I’m fairly positive that I am not the only person in this country who is fed up to the back teeth with this cynical and pointless ALP/LNP partisanship fuelled by a Murdoch controlled media.
Some experiences in life are like selling a loaded gun.
Only to find the person you sold the gun to sitting opposite you, holding both the gun and the money you’d been given when he’d purchased from you.
Difference I s’pose between naive economic analysis and learning by having it done to you.
The misery across the Tasman, is in part due to the lack of an upper house, exacerbated by a small realatively homogeneous population. Fine with benevolent philosopher kings having fifty percent plus one, but prone to violent change when radicals get hold of the reigns.
@Freelander
I agree a house of review is a good thing especially if it allows minority opinions to surface through having block votes.
However the US has a senate and a review system which is arguably more independent of party policy. Yet they have entrenched vested interest and pork barrel politics so there is more at play here. At least in Queensland you can still in theory sack the presidential premier any time. So I suggest the problem of what might be called legal corruption may have multiple sources which we are not well set up to analyse.

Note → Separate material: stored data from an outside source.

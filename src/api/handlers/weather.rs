//! Weather alert handlers

use axum::extract::Path;
use axum::extract::State;
use axum::Json;
use tracing::info;

use super::ApiResult;
use super::AppState;
use crate::api::types::ApiResponse;
use crate::api::types::SeedResponse;
use crate::models::AlertSeverity;
use crate::models::CreateWeatherAlertRequest;
use crate::models::WeatherAlert;
use crate::KhetGuruError;

/// Latest alerts of every scope (GET /api/weather/alerts)
pub async fn list_weather_alerts(
    State(state): State<AppState>,
) -> ApiResult<ApiResponse<Vec<WeatherAlert>>> {
    let alerts = state.database.list_weather_alerts().await?;
    Ok(Json(ApiResponse::success(alerts)))
}

/// Global alerts plus the farmer's own
pub async fn list_user_weather_alerts(
    State(state): State<AppState>,
    Path(user_id): Path<i64>,
) -> ApiResult<ApiResponse<Vec<WeatherAlert>>> {
    let alerts = state.database.list_user_weather_alerts(user_id).await?;
    Ok(Json(ApiResponse::success(alerts)))
}

pub async fn create_weather_alert(
    State(state): State<AppState>,
    Path(user_id): Path<i64>,
    Json(req): Json<CreateWeatherAlertRequest>,
) -> ApiResult<ApiResponse<WeatherAlert>> {
    if req.title.trim().is_empty() || req.message.trim().is_empty() {
        return Err(KhetGuruError::InvalidInput("title and message are required".to_string()).into());
    }
    req.severity.parse::<AlertSeverity>()?;

    let alert = state.database.create_weather_alert(user_id, &req).await?;
    Ok(Json(ApiResponse::success(alert)))
}

/// Fill an empty alert table with the demo alerts (POST /api/weather/alerts/seed)
pub async fn seed_weather_alerts(State(state): State<AppState>) -> ApiResult<SeedResponse> {
    let inserted = state.database.seed_weather_alerts().await?;
    info!("POST /api/weather/alerts/seed inserted {}", inserted);
    Ok(Json(SeedResponse { inserted }))
}
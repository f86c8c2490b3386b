use super::Database;
use crate::KhetGuruError;
use crate::Result;

const REQUIRED_TABLES: [&str; 8] = [
    "market_prices",
    "soil_tests",
    "farm_fields",
    "crop_plans",
    "insurance_policies",
    "weather_alerts",
    "expert_consultations",
    "input_suppliers",
];

impl Database {
    /// Check if database schema is initialized
    /// Returns true if all required tables exist
    pub async fn is_schema_initialized(&self) -> Result<bool> {
        for table_name in REQUIRED_TABLES {
            let exists = sqlx::query_scalar::<_, bool>(
                r"
                SELECT EXISTS (
                    SELECT FROM information_schema.tables
                    WHERE table_schema = 'public'
                    AND table_name = $1
                )
                ",
            )
            .bind(table_name)
            .fetch_one(&self.pool)
            .await?;

            if !exists {
                tracing::debug!("Missing required table: {}", table_name);
                return Ok(false);
            }
        }

        Ok(true)
    }

    /// Verify database schema or return helpful error
    pub async fn verify_schema_or_error(&self) -> Result<()> {
        if !self.is_schema_initialized().await? {
            return Err(KhetGuruError::Custom(
                "Database schema not initialized!\n\n\
                 Please run the following command to initialize the database:\n\n\
                 \x1b[1;32mkhetguru init\x1b[0m"
                    .to_string(),
            ));
        }
        Ok(())
    }

    /// Initialize database schema
    pub async fn init_schema(&self) -> Result<()> {
        sqlx::query(
            r"
            CREATE TABLE IF NOT EXISTS market_prices (
                id BIGSERIAL PRIMARY KEY,
                crop VARCHAR(64) NOT NULL,
                mandi VARCHAR(128) NOT NULL,
                price_per_quintal DOUBLE PRECISION NOT NULL,
                quality VARCHAR(16) NOT NULL DEFAULT 'A',
                unit VARCHAR(16) NOT NULL DEFAULT 'quintal',
                date TIMESTAMPTZ NOT NULL DEFAULT NOW()
            )
            ",
        )
        .execute(&self.pool)
        .await?;

        sqlx::query("CREATE INDEX IF NOT EXISTS idx_market_prices_crop ON market_prices(crop, id DESC)")
            .execute(&self.pool)
            .await?;

        sqlx::query(
            r"
            CREATE TABLE IF NOT EXISTS soil_tests (
                id BIGSERIAL PRIMARY KEY,
                user_id BIGINT NOT NULL,
                ph DOUBLE PRECISION NOT NULL,
                nitrogen DOUBLE PRECISION NOT NULL,
                phosphorus DOUBLE PRECISION NOT NULL,
                potassium DOUBLE PRECISION NOT NULL,
                recommendation TEXT NOT NULL,
                created_at TIMESTAMPTZ NOT NULL DEFAULT NOW()
            )
            ",
        )
        .execute(&self.pool)
        .await?;

        sqlx::query(
            r"
            CREATE TABLE IF NOT EXISTS farm_fields (
                id BIGSERIAL PRIMARY KEY,
                user_id BIGINT NOT NULL,
                name VARCHAR(255) NOT NULL,
                area_acres DOUBLE PRECISION NOT NULL,
                latitude DOUBLE PRECISION NOT NULL,
                longitude DOUBLE PRECISION NOT NULL,
                notes TEXT,
                created_at TIMESTAMPTZ NOT NULL DEFAULT NOW()
            )
            ",
        )
        .execute(&self.pool)
        .await?;

        sqlx::query(
            r"
            CREATE TABLE IF NOT EXISTS crop_plans (
                id BIGSERIAL PRIMARY KEY,
                user_id BIGINT NOT NULL,
                crop VARCHAR(64) NOT NULL,
                season VARCHAR(32) NOT NULL,
                start_date TIMESTAMPTZ NOT NULL DEFAULT NOW(),
                notes TEXT
            )
            ",
        )
        .execute(&self.pool)
        .await?;

        sqlx::query(
            r"
            CREATE TABLE IF NOT EXISTS insurance_policies (
                id BIGSERIAL PRIMARY KEY,
                user_id BIGINT NOT NULL,
                policy_number VARCHAR(64) UNIQUE NOT NULL,
                crop VARCHAR(64) NOT NULL,
                coverage_amount DOUBLE PRECISION NOT NULL,
                premium DOUBLE PRECISION NOT NULL,
                status VARCHAR(16) NOT NULL DEFAULT 'active'
            )
            ",
        )
        .execute(&self.pool)
        .await?;

        sqlx::query(
            r"
            CREATE TABLE IF NOT EXISTS weather_alerts (
                id BIGSERIAL PRIMARY KEY,
                user_id BIGINT,
                title VARCHAR(255) NOT NULL,
                severity VARCHAR(16) NOT NULL,
                message TEXT NOT NULL,
                created_at TIMESTAMPTZ NOT NULL DEFAULT NOW()
            )
            ",
        )
        .execute(&self.pool)
        .await?;

        sqlx::query(
            r"
            CREATE TABLE IF NOT EXISTS expert_consultations (
                id BIGSERIAL PRIMARY KEY,
                user_id BIGINT NOT NULL,
                expert_name VARCHAR(255) NOT NULL,
                topic VARCHAR(255) NOT NULL,
                consultation_type VARCHAR(16) NOT NULL DEFAULT 'call',
                preferred_date VARCHAR(32),
                preferred_time VARCHAR(32),
                description TEXT,
                status VARCHAR(16) NOT NULL DEFAULT 'pending',
                created_at TIMESTAMPTZ NOT NULL DEFAULT NOW()
            )
            ",
        )
        .execute(&self.pool)
        .await?;

        sqlx::query(
            r"
            CREATE TABLE IF NOT EXISTS input_suppliers (
                id BIGSERIAL PRIMARY KEY,
                name VARCHAR(255) NOT NULL,
                category VARCHAR(64) NOT NULL,
                contact VARCHAR(64) NOT NULL,
                location VARCHAR(128) NOT NULL
            )
            ",
        )
        .execute(&self.pool)
        .await?;

        for table in [
            "soil_tests",
            "farm_fields",
            "crop_plans",
            "insurance_policies",
            "weather_alerts",
            "expert_consultations",
        ] {
            sqlx::query(&format!(
                "CREATE INDEX IF NOT EXISTS idx_{table}_user ON {table}(user_id)"
            ))
            .execute(&self.pool)
            .await?;
        }

        tracing::info!("Database schema initialized");
        Ok(())
    }
}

For me a more important question to be asked is whether current politics globally is degenerating by which I mean becoming more antidemocratic, by virtue of multiple forces including:
– allocating proportionally more political power the neo-liberal managerial/economic/finance interests through international treaties and constructs such as an independent reserve banks which seems to operate under the assumption that economics are as scientifically objective as say medical systems ( a more nasty example is the European Union where ‘technocrats’ are being assigned more power over elected governments – whether Greece and Italy have overspent is a separate matter to whether the solution is to call in an administrator who produced the economic system that led to the mess in the first place – in the same manner as happens with Australian local government all too often.)

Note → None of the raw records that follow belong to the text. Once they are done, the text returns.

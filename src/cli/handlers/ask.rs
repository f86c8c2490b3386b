//! Chat from the command line

use std::sync::Arc;

use crate::cli::output::*;
use crate::kb::KnowledgeBase;
use crate::kb::ReplyComposer;
use crate::llm::LlmService;
use crate::AppConfig;
use crate::Result;

pub async fn handle_ask(config: &AppConfig, message: &str, use_llm: bool, explain: bool) -> Result<()> {
    let kb = Arc::new(KnowledgeBase::load(&config.knowledge)?);

    if explain {
        print_kb_match(kb.find_answer(message).as_ref());
    }

    let llm = if use_llm {
        let llm = LlmService::from_config(config)?;
        if llm.is_none() {
            print_warning("No LLM key configured, answering from the knowledge base");
        }
        llm.map(Arc::new)
    } else {
        None
    };

    let composer = ReplyComposer::new(kb, llm);
    let reply = composer.reply(message, &[]).await;
    println!("{reply}");
    Ok(())
}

– movement of the media towards ‘balanced’ reporting which increasingly means presenting really nutty ideas as equally valid as less nutty ones (see last night’s Media Watch item on vaccination)
– the demise of old time progressive philosophies (seems to be the case with Labor but also with the Liberals too with the reduction in the influence of their ‘wets’.)

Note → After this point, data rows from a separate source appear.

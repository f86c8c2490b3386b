use std::str::FromStr;

use chrono::DateTime;
use chrono::Utc;
use serde::Deserialize;
use serde::Serialize;
use sqlx::FromRow;

use crate::KhetGuruError;
use crate::Result;

/// Default recommendation stored with a soil test that carries no notes
pub const DEFAULT_SOIL_RECOMMENDATION: &str = "Balanced fertilizer schedule suggested.";

/// Trend threshold in percent
pub const TREND_THRESHOLD_PERCENT: f64 = 2.0;

/// Mandi price sample
#[derive(Debug, Clone, PartialEq, Serialize, Deserialize, FromRow)]
pub struct MarketPrice {
    pub id: i64,
    pub crop: String,
    pub mandi: String,
    pub price_per_quintal: f64,
    pub quality: String,
    pub unit: String,
    pub date: DateTime<Utc>,
}

#[derive(Debug, Clone, Serialize, Deserialize)]
pub struct CreateMarketPriceRequest {
    pub crop: String,
    pub mandi: String,
    pub price_per_quintal: f64,
    #[serde(default = "default_quality")]
    pub quality: String,
    #[serde(default = "default_unit")]
    pub unit: String,
}

fn default_quality() -> String {
    "A".to_string()
}

fn default_unit() -> String {
    "quintal".to_string()
}

impl CreateMarketPriceRequest {
    pub fn new(crop: impl Into<String>, mandi: impl Into<String>, price_per_quintal: f64) -> Self {
        Self {
            crop: crop.into(),
            mandi: mandi.into(),
            price_per_quintal,
            quality: default_quality(),
            unit: default_unit(),
        }
    }
}

/// Query filter for mandi rates
#[derive(Debug, Clone, Default, Serialize, Deserialize)]
pub struct MandiRateQuery {
    pub crop: Option<String>,
    pub mandi: Option<String>,
    pub limit: Option<i64>,
}

/// Direction of a crop's price against its recent average
#[derive(Debug, Clone, Copy, PartialEq, Eq, Serialize, Deserialize)]
#[serde(rename_all = "lowercase")]
pub enum Trend {
    Up,
    Down,
    Stable,
}

impl Trend {
    pub fn from_change(change_percent: f64) -> Self {
        if change_percent > TREND_THRESHOLD_PERCENT {
            Self::Up
        } else if change_percent < -TREND_THRESHOLD_PERCENT {
            Self::Down
        } else {
            Self::Stable
        }
    }
}

/// Latest price of a crop compared with its recent average
#[derive(Debug, Clone, PartialEq, Serialize, Deserialize)]
pub struct MarketTrend {
    pub crop: String,
    pub current_price: f64,
    pub average_price: f64,
    pub change_percent: f64,
    pub trend: Trend,
    pub data_points: usize,
}

impl MarketTrend {
    /// Build from prices ordered newest first; `None` for an empty slice
    pub fn from_recent(crop: impl Into<String>, prices: &[f64]) -> Option<Self> {
        let current_price = *prices.first()?;
        let average_price = prices.iter().sum::<f64>() / prices.len() as f64;
        let change_percent = if average_price == 0.0 {
            0.0
        } else {
            ((current_price - average_price) / average_price * 1000.0).round() / 10.0
        };

        Some(Self {
            crop: crop.into(),
            current_price,
            average_price: (average_price * 100.0).round() / 100.0,
            change_percent,
            trend: Trend::from_change(change_percent),
            data_points: prices.len(),
        })
    }
}

#[derive(Debug, Clone, PartialEq, Serialize, Deserialize, FromRow)]
pub struct SoilTest {
    pub id: i64,
    pub user_id: i64,
    pub ph: f64,
    pub nitrogen: f64,
    pub phosphorus: f64,
    pub potassium: f64,
    pub recommendation: String,
    pub created_at: DateTime<Utc>,
}

#[derive(Debug, Clone, Serialize, Deserialize)]
pub struct CreateSoilTestRequest {
    pub ph: f64,
    pub nitrogen: f64,
    pub phosphorus: f64,
    pub potassium: f64,
    pub notes: Option<String>,
}

impl CreateSoilTestRequest {
    /// Notes become the recommendation; blank notes get the default advice
    pub fn recommendation(&self) -> &str {
        self.notes
            .as_deref()
            .map(str::trim)
            .filter(|n| !n.is_empty())
            .unwrap_or(DEFAULT_SOIL_RECOMMENDATION)
    }
}

#[derive(Debug, Clone, PartialEq, Serialize, Deserialize, FromRow)]
pub struct FarmField {
    pub id: i64,
    pub user_id: i64,
    pub name: String,
    pub area_acres: f64,
    pub latitude: f64,
    pub longitude: f64,
    pub notes: Option<String>,
    pub created_at: DateTime<Utc>,
}

#[derive(Debug, Clone, Serialize, Deserialize)]
pub struct CreateFieldRequest {
    pub name: String,
    pub area_acres: f64,
    pub latitude: f64,
    pub longitude: f64,
    pub notes: Option<String>,
}

/// Crop a farmer chose to grow
#[derive(Debug, Clone, PartialEq, Serialize, Deserialize, FromRow)]
pub struct CropPlan {
    pub id: i64,
    pub user_id: i64,
    pub crop: String,
    pub season: String,
    pub start_date: DateTime<Utc>,
    pub notes: Option<String>,
}

#[derive(Debug, Clone, Serialize, Deserialize)]
pub struct CreateCropPlanRequest {
    pub crop: String,
    pub season: String,
    pub notes: Option<String>,
}

#[derive(Debug, Clone, PartialEq, Serialize, Deserialize, FromRow)]
pub struct InsurancePolicy {
    pub id: i64,
    pub user_id: i64,
    pub policy_number: String,
    pub crop: String,
    pub coverage_amount: f64,
    pub premium: f64,
    pub status: String,
}

#[derive(Debug, Clone, Serialize, Deserialize)]
pub struct CreatePolicyRequest {
    pub policy_number: String,
    pub crop: String,
    pub coverage_amount: f64,
    pub premium: f64,
}

/// Severity of a weather alert
#[derive(Debug, Clone, Copy, PartialEq, Eq, Serialize, Deserialize)]
#[serde(rename_all = "lowercase")]
pub enum AlertSeverity {
    Info,
    Warning,
    Danger,
}

impl AlertSeverity {
    pub const fn as_str(self) -> &'static str {
        match self {
            Self::Info => "info",
            Self::Warning => "warning",
            Self::Danger => "danger",
        }
    }
}

impl FromStr for AlertSeverity {
    type Err = KhetGuruError;

    fn from_str(s: &str) -> Result<Self> {
        match s.trim().to_lowercase().as_str() {
            "info" => Ok(Self::Info),
            "warning" => Ok(Self::Warning),
            "danger" => Ok(Self::Danger),
            other => Err(KhetGuruError::InvalidInput(format!(
                "severity must be info, warning or danger, got '{other}'"
            ))),
        }
    }
}

/// Alerts inserted by `seed_weather_alerts` into an empty table: (title, severity, message)
pub const DEMO_WEATHER_ALERTS: [(&str, AlertSeverity, &str); 3] = [
    (
        "Heavy Rainfall Alert",
        AlertSeverity::Warning,
        "Heavy rains expected in the next 24 hours. Drain excess water.",
    ),
    (
        "High Wind Advisory",
        AlertSeverity::Info,
        "Gusty winds likely. Secure farm structures and nets.",
    ),
    (
        "Heatwave Warning",
        AlertSeverity::Danger,
        "Severe heatwave conditions. Irrigate in evening, avoid mid-day work.",
    ),
];

/// Weather alert; `user_id` is `None` for alerts shown to every farmer
#[derive(Debug, Clone, PartialEq, Serialize, Deserialize, FromRow)]
pub struct WeatherAlert {
    pub id: i64,
    pub user_id: Option<i64>,
    pub title: String,
    pub severity: String,
    pub message: String,
    pub created_at: DateTime<Utc>,
}

#[derive(Debug, Clone, Serialize, Deserialize)]
pub struct CreateWeatherAlertRequest {
    pub title: String,
    pub severity: String,
    pub message: String,
    /// `"user"` keeps the alert private to the author, anything else is global
    #[serde(default)]
    pub scope: Option<String>,
}

impl CreateWeatherAlertRequest {
    pub fn is_user_scoped(&self) -> bool {
        self.scope
            .as_deref()
            .is_some_and(|scope| scope.trim().eq_ignore_ascii_case("user"))
    }

    /// Owner stored with the alert
    pub fn owner(&self, user_id: i64) -> Option<i64> {
        self.is_user_scoped().then_some(user_id)
    }
}

/// How a farmer wants to talk to an expert
#[derive(Debug, Clone, Copy, PartialEq, Eq, Serialize, Deserialize)]
#[serde(rename_all = "lowercase")]
pub enum ConsultationType {
    Call,
    Video,
    Chat,
}

impl ConsultationType {
    pub const fn as_str(self) -> &'static str {
        match self {
            Self::Call => "call",
            Self::Video => "video",
            Self::Chat => "chat",
        }
    }
}

impl FromStr for ConsultationType {
    type Err = KhetGuruError;

    fn from_str(s: &str) -> Result<Self> {
        match s.trim().to_lowercase().as_str() {
            "call" => Ok(Self::Call),
            "video" => Ok(Self::Video),
            "chat" => Ok(Self::Chat),
            other => Err(KhetGuruError::InvalidInput(format!(
                "consultation_type must be call, video or chat, got '{other}'"
            ))),
        }
    }
}

/// Status of a freshly booked consultation
pub const CONSULTATION_PENDING: &str = "pending";

#[derive(Debug, Clone, PartialEq, Serialize, Deserialize, FromRow)]
pub struct ExpertConsultation {
    pub id: i64,
    pub user_id: i64,
    pub expert_name: String,
    pub topic: String,
    pub consultation_type: String,
    pub preferred_date: Option<String>,
    pub preferred_time: Option<String>,
    pub description: Option<String>,
    pub status: String,
    pub created_at: DateTime<Utc>,
}

#[derive(Debug, Clone, Serialize, Deserialize)]
pub struct CreateConsultationRequest {
    pub expert_name: String,
    pub topic: String,
    #[serde(default = "default_consultation_type")]
    pub consultation_type: String,
    pub preferred_date: Option<String>,
    pub preferred_time: Option<String>,
    pub description: Option<String>,
}

fn default_consultation_type() -> String {
    ConsultationType::Call.as_str().to_string()
}

/// Suppliers inserted by `seed_demo_suppliers` into an empty table: (name, category, contact, location)
pub const DEMO_SUPPLIERS: [(&str, &str, &str, &str); 5] = [
    ("AgriSeeds Pro", "Seeds", "9876543210", "Delhi"),
    ("FarmTech Solutions", "Fertilizers", "9876543211", "Mumbai"),
    ("Green Harvest", "Equipment", "9876543212", "Bangalore"),
    ("Organic Plus", "Pesticides", "9876543213", "Pune"),
    ("KisanMart", "Seeds", "9876543214", "Hyderabad"),
];

/// Farm input supplier row
#[derive(Debug, Clone, PartialEq, Serialize, Deserialize, FromRow)]
pub struct InputSupplier {
    pub id: i64,
    pub name: String,
    pub category: String,
    pub contact: String,
    pub location: String,
}

/// Supplier as listed to farmers, with what its category usually covers
#[derive(Debug, Clone, PartialEq, Serialize, Deserialize)]
pub struct SupplierProfile {
    pub id: i64,
    pub name: String,
    pub category: String,
    pub contact: String,
    pub location: String,
    pub specializations: Vec<String>,
    pub description: String,
}

/// Typical product lines of a supplier category
pub fn supplier_specializations(category: &str) -> &'static [&'static str] {
    match category.trim().to_lowercase().as_str() {
        "seeds" => &["Hybrid Varieties", "Organic Seeds", "Disease Resistant", "High Yield"],
        "fertilizers" => &["NPK Complex", "Organic Compost", "Micronutrients", "Bio-fertilizers"],
        "equipment" => &[
            "Irrigation Systems",
            "Harvesting Tools",
            "Soil Preparation",
            "Spraying Equipment",
        ],
        "pesticides" => &["Bio-pesticides", "Fungicides", "Herbicides", "Insecticides"],
        _ => &["General Agricultural Inputs"],
    }
}

impl From<InputSupplier> for SupplierProfile {
    fn from(supplier: InputSupplier) -> Self {
        let specializations = supplier_specializations(&supplier.category)
            .iter()
            .map(|s| (*s).to_string())
            .collect();
        let description = format!(
            "Supplier of quality {} for farmers in {}.",
            supplier.category.to_lowercase(),
            supplier.location
        );
        Self {
            id: supplier.id,
            name: supplier.name,
            category: supplier.category,
            contact: supplier.contact,
            location: supplier.location,
            specializations,
            description,
        }
    }
}

/// Escape `%`, `_` and `\` so user text matches literally inside an ILIKE pattern
pub fn like_contains(text: &str) -> String {
    let mut pattern = String::with_capacity(text.len() + 2);
    pattern.push('%');
    for c in text.trim().chars() {
        if matches!(c, '%' | '_' | '\\') {
            pattern.push('\\');
        }
        pattern.push(c);
    }
    pattern.push('%');
    pattern
}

Thus Queensland may not be exactly a return to the good old days of Jo – but rather that modern political economics is moving more to a Jo model and Queensland realizing it used to be a leader is merely reasserting this system (just kidding – sort of).
The US has major problems including design problems. But one major problem that has made there system totally corrupt is the lack of the type of party discipline found in more evolved parts of the world. That is why Congress is such a wonderland for lobbiests. With party discipline you need to bribe whole parties to do what in the US can be achieved by buying off just the few key players to swing things your way.
As a consequence seems to me that vested interest will ensure the US will remain unable to address the many urgent issues it needs to address until it is far to late.